(Saved entries)
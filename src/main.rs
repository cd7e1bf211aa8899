// Entrypoint for the CLI application.
// - Keeps `main` small: set up logging, build the client, run the menu.
// - Returns `anyhow::Result` so startup errors are printed with context.

use std::io::{self, IsTerminal};
use wikifetch_cli::api::WikiClient;
use wikifetch_cli::config::Settings;
use wikifetch_cli::ui::{install_interrupt_handler, is_interrupted, main_menu, LinePrompt, TermPrompt};

fn main() -> anyhow::Result<()> {
    // Diagnostics go to stderr; `RUST_LOG` overrides the default level.
    env_logger::Builder::from_env(env_logger::Env::default().default_filter_or("info")).init();

    install_interrupt_handler()?;

    let settings = Settings::from_env()?;
    let api = WikiClient::from_settings(&settings)?;
    log::debug!("Using API endpoint {}", api.base_url());

    let stdout = io::stdout();
    let mut out = stdout.lock();

    // dialoguer needs a real terminal; piped input falls back to plain reads.
    let result = if io::stdin().is_terminal() {
        main_menu(&api, &mut TermPrompt, &mut out, &settings)
    } else {
        let stdin = io::stdin();
        let mut prompt = LinePrompt::new(stdin.lock(), io::stderr());
        main_menu(&api, &mut prompt, &mut out, &settings)
    };

    match result {
        // dialoguer reports Ctrl-C inside a raw-mode read as an error
        // instead of a signal; treat it like the handler does.
        Err(e) if is_interrupted(&e) => Ok(()),
        other => other,
    }
}
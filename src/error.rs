// Error types for the Wikipedia client. These never reach the menu: the
// public `ArticleSource` methods log them and fall back to "not found".

use thiserror::Error;

/// Why a single API call failed.
#[derive(Error, Debug)]
pub enum FetchError {
    /// Connection refused, DNS failure, timeout and similar.
    #[error("request failed: {0}")]
    Transport(#[from] reqwest::Error),

    /// The API answered with a non-2xx status.
    #[error("unexpected HTTP status {0}")]
    Status(reqwest::StatusCode),

    /// The body was not valid JSON or did not match the expected structure.
    #[error("could not parse response: {0}")]
    Parse(#[from] serde_json::Error),

    /// Valid JSON, but a field we rely on was missing.
    #[error("unexpected response shape: {0}")]
    UnexpectedShape(String),
}

impl FetchError {
    /// True for failures that happened before a usable response arrived.
    pub fn is_transport(&self) -> bool {
        matches!(self, FetchError::Transport(_) | FetchError::Status(_))
    }
}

[WORK ORDER] Reproduce the entries exactly, dropping nothing.

[RESPONSE]
filename src/main.rs
repository cd7e1bf211aa8899
// Entrypoint for the CLI application.
// - Keeps `main` small: set up logging, build the client, run the menu.
// - Returns `anyhow::Result` so startup errors are printed with context.

use std::io::{self, IsTerminal};
use wikifetch_cli::api::WikiClient;
use wikifetch_cli::config::Settings;
use wikifetch_cli::ui::{install_interrupt_handler, is_interrupted, main_menu, LinePrompt, TermPrompt};

fn main() -> anyhow::Result<()> {
    // Diagnostics go to stderr; `RUST_LOG` overrides the default level.
    env_logger::Builder::from_env(env_logger::Env::default().default_filter_or("info")).init();

    install_interrupt_handler()?;

    let settings = Settings::from_env()?;
    let api = WikiClient::from_settings(&settings)?;
    log::debug!("Using API endpoint {}", api.base_url());

    let stdout = io::stdout();
    let mut out = stdout.lock();

    // dialoguer needs a real terminal; piped input falls back to plain reads.
    let result = if io::stdin().is_terminal() {
        main_menu(&api, &mut TermPrompt, &mut out, &settings)
    } else {
        let stdin = io::stdin();
        let mut prompt = LinePrompt::new(stdin.lock(), io::stderr());
        main_menu(&api, &mut prompt, &mut out, &settings)
    };

    match result {
        // dialoguer reports Ctrl-C inside a raw-mode read as an error
        // instead of a signal; treat it like the handler does.
        Err(e) if is_interrupted(&e) => Ok(()),
        other => other,
    }
}
filename src/error.rs
// Error types for the Wikipedia client. These never reach the menu: the
// public `ArticleSource` methods log them and fall back to "not found".

use thiserror::Error;

/// Why a single API call failed.
#[derive(Error, Debug)]
pub enum FetchError {
    /// Connection refused, DNS failure, timeout and similar.
    #[error("request failed: {0}")]
    Transport(#[from] reqwest::Error),

    /// The API answered with a non-2xx status.
    #[error("unexpected HTTP status {0}")]
    Status(reqwest::StatusCode),

    /// The body was not valid JSON or did not match the expected structure.
    #[error("could not parse response: {0}")]
    Parse(#[from] serde_json::Error),

    /// Valid JSON, but a field we rely on was missing.
    #[error("unexpected response shape: {0}")]
    UnexpectedShape(String),
}

impl FetchError {
    /// True for failures that happened before a usable response arrived.
    pub fn is_transport(&self) -> bool {
        matches!(self, FetchError::Transport(_) | FetchError::Status(_))
    }
}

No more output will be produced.